What you have to do ▸
Once you find a line containing the word "channel" in the entries below, copy it.
Input records START
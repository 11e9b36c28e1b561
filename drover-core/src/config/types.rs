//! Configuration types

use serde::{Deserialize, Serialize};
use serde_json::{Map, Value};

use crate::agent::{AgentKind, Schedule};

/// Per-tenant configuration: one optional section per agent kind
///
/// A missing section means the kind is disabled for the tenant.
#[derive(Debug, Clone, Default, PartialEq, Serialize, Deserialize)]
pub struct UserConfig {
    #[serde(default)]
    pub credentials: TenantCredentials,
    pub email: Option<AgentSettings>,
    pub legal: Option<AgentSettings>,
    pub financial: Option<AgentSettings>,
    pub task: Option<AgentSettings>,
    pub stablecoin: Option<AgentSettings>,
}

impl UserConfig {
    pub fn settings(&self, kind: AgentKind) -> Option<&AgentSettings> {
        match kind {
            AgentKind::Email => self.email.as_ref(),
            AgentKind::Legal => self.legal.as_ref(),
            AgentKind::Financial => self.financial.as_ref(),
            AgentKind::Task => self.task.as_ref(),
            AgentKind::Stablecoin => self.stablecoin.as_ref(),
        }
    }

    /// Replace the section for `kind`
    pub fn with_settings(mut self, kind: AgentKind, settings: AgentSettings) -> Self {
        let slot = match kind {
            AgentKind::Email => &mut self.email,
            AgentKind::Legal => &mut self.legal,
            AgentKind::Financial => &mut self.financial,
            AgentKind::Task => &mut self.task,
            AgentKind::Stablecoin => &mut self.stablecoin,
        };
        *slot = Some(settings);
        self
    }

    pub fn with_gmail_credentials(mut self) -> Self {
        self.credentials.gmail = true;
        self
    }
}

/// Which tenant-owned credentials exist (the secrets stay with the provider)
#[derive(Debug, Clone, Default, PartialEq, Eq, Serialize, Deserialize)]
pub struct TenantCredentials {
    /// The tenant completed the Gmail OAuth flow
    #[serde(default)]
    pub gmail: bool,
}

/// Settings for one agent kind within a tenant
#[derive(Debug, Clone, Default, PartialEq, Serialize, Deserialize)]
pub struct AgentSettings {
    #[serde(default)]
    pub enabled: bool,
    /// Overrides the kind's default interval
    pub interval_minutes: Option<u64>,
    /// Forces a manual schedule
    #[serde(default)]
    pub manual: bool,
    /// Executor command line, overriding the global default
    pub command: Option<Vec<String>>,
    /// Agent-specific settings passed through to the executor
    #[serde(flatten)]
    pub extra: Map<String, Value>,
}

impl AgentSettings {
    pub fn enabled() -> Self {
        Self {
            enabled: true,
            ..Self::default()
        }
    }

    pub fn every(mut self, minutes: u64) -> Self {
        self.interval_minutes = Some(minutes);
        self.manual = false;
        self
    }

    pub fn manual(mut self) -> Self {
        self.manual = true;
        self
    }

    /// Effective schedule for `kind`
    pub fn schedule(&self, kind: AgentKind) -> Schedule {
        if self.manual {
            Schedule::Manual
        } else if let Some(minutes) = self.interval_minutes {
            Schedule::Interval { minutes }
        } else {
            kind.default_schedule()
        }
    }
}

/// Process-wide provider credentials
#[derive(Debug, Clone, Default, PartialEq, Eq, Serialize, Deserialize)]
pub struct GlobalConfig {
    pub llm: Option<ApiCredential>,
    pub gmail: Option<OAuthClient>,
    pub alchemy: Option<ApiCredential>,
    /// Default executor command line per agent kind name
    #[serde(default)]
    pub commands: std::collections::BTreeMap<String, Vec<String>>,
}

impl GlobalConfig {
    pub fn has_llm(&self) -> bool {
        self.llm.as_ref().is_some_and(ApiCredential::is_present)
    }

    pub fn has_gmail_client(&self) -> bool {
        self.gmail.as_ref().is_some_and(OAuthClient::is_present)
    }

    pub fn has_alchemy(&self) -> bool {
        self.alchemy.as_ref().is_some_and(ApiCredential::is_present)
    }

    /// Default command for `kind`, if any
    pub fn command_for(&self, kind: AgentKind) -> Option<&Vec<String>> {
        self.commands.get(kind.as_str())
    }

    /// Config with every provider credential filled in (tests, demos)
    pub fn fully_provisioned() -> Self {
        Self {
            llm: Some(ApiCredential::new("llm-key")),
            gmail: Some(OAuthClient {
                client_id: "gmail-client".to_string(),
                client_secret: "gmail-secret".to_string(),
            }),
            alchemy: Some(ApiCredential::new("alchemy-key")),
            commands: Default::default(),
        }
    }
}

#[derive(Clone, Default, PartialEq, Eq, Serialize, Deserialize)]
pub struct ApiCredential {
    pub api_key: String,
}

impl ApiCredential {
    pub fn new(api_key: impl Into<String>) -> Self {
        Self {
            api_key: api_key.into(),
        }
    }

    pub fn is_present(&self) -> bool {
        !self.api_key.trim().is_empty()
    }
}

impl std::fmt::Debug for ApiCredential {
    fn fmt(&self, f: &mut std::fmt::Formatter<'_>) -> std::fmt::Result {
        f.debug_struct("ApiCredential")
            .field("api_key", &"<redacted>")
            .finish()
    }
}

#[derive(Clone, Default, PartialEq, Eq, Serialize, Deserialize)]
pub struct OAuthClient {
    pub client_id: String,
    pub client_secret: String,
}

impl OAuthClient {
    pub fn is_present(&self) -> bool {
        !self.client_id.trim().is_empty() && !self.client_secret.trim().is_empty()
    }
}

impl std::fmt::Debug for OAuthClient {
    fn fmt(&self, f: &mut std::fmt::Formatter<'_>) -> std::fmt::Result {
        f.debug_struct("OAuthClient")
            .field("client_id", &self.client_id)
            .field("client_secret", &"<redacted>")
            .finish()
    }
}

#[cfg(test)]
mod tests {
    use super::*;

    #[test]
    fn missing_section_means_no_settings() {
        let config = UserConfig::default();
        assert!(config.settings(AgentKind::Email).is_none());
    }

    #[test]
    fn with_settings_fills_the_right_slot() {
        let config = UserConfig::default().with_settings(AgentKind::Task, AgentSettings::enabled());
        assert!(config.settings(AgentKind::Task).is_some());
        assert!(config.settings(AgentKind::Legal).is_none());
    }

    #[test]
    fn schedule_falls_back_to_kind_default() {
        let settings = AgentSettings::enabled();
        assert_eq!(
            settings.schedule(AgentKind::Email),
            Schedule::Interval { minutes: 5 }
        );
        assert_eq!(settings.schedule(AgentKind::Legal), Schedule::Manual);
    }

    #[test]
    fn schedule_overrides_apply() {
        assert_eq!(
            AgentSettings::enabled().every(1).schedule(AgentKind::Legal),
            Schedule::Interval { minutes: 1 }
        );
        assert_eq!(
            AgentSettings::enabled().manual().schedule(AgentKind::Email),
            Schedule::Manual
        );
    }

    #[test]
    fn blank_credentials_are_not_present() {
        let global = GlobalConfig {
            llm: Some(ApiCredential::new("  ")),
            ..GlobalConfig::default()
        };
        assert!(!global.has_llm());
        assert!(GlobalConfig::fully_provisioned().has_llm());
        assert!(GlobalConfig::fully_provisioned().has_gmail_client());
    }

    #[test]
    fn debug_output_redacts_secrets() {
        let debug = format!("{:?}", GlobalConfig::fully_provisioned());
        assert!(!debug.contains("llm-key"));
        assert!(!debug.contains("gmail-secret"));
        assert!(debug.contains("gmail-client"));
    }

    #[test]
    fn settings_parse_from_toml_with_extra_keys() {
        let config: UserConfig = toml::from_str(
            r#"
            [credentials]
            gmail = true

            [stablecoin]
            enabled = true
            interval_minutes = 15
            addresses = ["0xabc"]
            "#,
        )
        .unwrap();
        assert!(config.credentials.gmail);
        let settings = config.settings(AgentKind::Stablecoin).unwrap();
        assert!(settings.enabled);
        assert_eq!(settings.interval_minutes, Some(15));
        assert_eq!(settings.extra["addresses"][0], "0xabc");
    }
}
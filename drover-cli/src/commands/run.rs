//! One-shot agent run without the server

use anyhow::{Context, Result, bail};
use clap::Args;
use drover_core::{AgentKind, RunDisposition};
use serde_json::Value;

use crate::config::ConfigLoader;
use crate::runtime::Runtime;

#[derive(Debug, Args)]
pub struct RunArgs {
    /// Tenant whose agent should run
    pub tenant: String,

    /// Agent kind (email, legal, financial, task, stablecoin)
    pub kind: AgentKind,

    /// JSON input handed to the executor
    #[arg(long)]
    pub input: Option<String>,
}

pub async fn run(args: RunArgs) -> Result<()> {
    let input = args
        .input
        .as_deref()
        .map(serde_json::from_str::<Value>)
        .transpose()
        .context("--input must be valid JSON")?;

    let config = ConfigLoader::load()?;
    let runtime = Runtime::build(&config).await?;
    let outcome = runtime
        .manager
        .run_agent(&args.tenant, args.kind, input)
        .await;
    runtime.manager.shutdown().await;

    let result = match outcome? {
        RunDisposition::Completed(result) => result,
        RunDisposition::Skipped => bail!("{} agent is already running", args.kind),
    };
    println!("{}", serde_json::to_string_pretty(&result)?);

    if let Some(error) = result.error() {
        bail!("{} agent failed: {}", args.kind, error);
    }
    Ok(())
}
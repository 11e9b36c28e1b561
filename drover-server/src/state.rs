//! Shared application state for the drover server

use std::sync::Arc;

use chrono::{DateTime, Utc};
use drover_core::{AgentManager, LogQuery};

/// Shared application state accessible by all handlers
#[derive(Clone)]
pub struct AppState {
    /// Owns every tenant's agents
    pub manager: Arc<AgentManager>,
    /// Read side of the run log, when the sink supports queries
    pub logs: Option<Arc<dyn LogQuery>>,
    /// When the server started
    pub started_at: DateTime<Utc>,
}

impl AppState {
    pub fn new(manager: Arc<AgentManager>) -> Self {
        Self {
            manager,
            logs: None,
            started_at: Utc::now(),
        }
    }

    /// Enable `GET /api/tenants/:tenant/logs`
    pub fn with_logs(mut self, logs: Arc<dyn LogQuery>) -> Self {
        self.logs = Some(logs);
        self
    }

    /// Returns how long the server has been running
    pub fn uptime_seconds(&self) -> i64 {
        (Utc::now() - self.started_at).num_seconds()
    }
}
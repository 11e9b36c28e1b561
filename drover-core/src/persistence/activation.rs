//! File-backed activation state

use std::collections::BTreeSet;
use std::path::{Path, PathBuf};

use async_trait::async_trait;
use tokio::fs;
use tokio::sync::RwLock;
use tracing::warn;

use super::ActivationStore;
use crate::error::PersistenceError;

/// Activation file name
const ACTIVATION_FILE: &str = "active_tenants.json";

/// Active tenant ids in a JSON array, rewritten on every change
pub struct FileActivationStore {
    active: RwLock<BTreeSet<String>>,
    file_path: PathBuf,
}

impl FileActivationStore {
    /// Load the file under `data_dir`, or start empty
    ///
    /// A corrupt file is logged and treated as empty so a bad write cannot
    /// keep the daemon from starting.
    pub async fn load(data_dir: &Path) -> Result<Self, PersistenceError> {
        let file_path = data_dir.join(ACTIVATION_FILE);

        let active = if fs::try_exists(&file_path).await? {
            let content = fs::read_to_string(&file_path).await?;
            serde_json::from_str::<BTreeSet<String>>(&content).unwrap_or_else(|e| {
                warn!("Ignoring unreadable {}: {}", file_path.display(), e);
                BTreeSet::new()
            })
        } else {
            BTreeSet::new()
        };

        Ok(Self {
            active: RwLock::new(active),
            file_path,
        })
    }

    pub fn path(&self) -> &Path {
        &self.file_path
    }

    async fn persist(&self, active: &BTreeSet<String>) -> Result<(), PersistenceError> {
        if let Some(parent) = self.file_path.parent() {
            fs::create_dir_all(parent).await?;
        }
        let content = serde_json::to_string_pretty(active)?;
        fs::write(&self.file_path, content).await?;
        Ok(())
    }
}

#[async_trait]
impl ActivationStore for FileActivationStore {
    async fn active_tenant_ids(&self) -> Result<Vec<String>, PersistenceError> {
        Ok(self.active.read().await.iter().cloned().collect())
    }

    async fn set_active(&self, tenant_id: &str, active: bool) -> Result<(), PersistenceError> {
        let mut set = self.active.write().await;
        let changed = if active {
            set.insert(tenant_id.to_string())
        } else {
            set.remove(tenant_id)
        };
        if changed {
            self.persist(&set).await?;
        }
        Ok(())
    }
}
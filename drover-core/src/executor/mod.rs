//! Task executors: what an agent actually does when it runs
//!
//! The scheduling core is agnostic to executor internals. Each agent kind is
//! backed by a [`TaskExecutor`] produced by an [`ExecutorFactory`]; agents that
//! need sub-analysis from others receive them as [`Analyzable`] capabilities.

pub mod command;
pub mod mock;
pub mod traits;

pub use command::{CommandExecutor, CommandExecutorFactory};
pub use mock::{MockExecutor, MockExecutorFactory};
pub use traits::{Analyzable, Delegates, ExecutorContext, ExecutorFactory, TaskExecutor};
Input records END
Input records START
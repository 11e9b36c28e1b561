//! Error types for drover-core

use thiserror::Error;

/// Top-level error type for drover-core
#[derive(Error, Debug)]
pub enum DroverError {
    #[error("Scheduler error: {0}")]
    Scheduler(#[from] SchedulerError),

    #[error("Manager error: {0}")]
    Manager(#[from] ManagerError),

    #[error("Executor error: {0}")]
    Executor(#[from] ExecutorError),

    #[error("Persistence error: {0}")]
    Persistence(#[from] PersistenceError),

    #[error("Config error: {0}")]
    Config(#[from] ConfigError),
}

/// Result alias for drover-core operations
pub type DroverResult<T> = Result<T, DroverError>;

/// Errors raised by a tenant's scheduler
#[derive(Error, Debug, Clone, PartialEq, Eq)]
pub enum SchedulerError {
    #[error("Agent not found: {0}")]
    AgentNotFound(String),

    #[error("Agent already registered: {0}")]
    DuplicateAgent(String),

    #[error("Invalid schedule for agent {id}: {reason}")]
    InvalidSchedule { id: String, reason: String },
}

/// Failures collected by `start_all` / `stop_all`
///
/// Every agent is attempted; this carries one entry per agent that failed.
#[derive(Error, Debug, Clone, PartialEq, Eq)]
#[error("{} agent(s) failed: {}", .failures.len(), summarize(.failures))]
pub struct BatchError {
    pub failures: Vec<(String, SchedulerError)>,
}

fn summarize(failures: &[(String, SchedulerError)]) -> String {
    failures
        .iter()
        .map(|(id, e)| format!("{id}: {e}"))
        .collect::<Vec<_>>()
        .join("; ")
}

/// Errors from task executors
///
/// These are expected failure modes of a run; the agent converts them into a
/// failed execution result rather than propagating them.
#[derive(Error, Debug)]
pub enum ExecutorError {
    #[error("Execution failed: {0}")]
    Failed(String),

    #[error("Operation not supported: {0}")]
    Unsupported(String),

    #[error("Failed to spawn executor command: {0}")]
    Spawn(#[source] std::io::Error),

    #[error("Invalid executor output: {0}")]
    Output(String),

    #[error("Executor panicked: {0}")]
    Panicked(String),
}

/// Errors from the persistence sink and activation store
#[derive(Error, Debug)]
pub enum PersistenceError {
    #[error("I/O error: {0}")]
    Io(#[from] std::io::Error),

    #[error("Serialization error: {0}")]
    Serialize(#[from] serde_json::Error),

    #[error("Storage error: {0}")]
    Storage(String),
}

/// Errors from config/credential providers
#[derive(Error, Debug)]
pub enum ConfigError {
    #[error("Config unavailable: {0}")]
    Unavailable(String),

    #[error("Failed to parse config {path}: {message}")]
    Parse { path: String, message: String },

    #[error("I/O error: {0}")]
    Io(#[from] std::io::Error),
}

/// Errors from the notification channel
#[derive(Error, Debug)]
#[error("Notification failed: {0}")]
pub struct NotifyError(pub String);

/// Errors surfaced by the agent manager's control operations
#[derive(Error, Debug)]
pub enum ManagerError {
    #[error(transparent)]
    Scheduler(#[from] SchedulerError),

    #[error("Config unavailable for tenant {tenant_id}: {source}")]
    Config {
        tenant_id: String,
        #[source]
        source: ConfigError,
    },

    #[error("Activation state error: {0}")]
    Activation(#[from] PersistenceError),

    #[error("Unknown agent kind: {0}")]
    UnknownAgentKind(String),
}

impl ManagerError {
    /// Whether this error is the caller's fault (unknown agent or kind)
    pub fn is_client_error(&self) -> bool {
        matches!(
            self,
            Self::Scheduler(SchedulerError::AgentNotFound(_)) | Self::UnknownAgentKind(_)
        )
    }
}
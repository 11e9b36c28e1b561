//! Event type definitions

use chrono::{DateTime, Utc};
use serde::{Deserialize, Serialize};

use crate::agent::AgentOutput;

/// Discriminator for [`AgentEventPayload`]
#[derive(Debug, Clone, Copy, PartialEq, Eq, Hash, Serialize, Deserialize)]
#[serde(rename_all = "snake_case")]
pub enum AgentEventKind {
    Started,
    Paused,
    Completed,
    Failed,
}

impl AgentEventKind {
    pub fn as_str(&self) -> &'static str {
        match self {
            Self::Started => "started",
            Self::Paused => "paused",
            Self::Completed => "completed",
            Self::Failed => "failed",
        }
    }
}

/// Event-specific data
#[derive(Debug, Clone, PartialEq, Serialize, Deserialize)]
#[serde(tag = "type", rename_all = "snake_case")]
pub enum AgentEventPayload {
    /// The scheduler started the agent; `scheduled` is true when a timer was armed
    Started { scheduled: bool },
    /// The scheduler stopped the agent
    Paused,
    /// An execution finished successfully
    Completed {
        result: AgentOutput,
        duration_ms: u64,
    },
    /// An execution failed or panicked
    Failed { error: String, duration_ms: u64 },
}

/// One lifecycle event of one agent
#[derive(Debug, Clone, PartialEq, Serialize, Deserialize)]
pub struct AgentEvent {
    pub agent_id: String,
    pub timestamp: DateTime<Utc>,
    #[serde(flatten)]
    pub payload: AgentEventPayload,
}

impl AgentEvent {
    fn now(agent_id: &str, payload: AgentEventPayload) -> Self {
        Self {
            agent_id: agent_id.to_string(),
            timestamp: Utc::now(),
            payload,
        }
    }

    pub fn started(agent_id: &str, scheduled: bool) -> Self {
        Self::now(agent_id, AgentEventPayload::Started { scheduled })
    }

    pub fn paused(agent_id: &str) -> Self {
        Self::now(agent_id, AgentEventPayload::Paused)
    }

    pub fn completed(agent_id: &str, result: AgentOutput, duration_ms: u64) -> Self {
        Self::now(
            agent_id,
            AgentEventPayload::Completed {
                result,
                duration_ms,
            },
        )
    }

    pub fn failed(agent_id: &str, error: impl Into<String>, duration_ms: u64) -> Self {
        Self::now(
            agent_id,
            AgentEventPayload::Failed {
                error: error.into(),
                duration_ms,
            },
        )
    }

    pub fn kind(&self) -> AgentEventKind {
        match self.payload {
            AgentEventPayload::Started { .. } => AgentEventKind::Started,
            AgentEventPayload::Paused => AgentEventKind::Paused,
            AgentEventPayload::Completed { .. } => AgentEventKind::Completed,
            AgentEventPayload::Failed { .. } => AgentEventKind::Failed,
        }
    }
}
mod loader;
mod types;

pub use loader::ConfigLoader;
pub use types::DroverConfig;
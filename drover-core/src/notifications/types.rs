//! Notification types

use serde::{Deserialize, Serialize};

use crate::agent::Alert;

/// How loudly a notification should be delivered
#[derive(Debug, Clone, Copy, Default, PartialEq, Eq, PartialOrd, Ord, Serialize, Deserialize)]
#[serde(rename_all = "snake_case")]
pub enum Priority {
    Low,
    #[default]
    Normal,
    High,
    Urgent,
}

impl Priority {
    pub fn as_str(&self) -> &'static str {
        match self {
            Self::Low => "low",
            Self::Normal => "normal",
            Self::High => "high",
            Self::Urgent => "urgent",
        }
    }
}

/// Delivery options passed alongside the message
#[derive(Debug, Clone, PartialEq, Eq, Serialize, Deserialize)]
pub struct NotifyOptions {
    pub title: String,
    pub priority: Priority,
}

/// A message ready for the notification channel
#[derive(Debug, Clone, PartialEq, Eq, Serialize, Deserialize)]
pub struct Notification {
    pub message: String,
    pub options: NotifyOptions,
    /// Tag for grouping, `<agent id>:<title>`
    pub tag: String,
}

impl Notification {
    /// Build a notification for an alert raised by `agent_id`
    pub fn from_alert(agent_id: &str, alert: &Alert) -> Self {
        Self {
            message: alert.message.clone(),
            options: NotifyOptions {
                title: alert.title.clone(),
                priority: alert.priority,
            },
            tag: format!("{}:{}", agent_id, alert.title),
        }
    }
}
Input records END
Input records START
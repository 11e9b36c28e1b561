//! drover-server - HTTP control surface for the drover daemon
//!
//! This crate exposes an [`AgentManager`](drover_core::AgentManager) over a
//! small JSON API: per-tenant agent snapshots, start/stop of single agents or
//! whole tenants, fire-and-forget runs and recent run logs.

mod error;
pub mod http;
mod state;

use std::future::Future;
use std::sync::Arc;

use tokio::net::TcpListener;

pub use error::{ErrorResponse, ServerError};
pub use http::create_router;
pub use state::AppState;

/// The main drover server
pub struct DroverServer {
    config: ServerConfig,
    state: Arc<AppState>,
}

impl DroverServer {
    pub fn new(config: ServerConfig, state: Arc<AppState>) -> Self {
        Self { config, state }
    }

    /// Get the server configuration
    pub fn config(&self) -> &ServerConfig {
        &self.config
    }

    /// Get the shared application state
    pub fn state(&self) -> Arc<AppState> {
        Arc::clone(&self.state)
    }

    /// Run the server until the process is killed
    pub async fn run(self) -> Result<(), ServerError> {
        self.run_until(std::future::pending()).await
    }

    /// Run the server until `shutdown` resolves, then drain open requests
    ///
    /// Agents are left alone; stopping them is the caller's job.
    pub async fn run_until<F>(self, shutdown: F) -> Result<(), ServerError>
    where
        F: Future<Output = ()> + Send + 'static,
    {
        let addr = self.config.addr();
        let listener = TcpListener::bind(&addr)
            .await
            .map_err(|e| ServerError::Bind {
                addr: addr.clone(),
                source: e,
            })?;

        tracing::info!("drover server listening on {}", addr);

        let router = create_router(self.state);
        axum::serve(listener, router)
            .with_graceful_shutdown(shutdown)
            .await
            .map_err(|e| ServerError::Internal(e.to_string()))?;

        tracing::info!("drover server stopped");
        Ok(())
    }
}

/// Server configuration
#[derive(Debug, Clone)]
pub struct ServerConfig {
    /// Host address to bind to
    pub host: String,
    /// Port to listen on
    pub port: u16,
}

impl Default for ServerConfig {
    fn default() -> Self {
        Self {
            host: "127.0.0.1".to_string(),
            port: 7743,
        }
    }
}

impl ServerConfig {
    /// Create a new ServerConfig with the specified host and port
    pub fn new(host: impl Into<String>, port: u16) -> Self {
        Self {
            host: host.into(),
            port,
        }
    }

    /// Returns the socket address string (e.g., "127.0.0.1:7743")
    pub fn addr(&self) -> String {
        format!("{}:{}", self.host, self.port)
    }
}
Input records END
Solved exercise ▸
/// Errors from the notification channel
/// A message ready for the notification channel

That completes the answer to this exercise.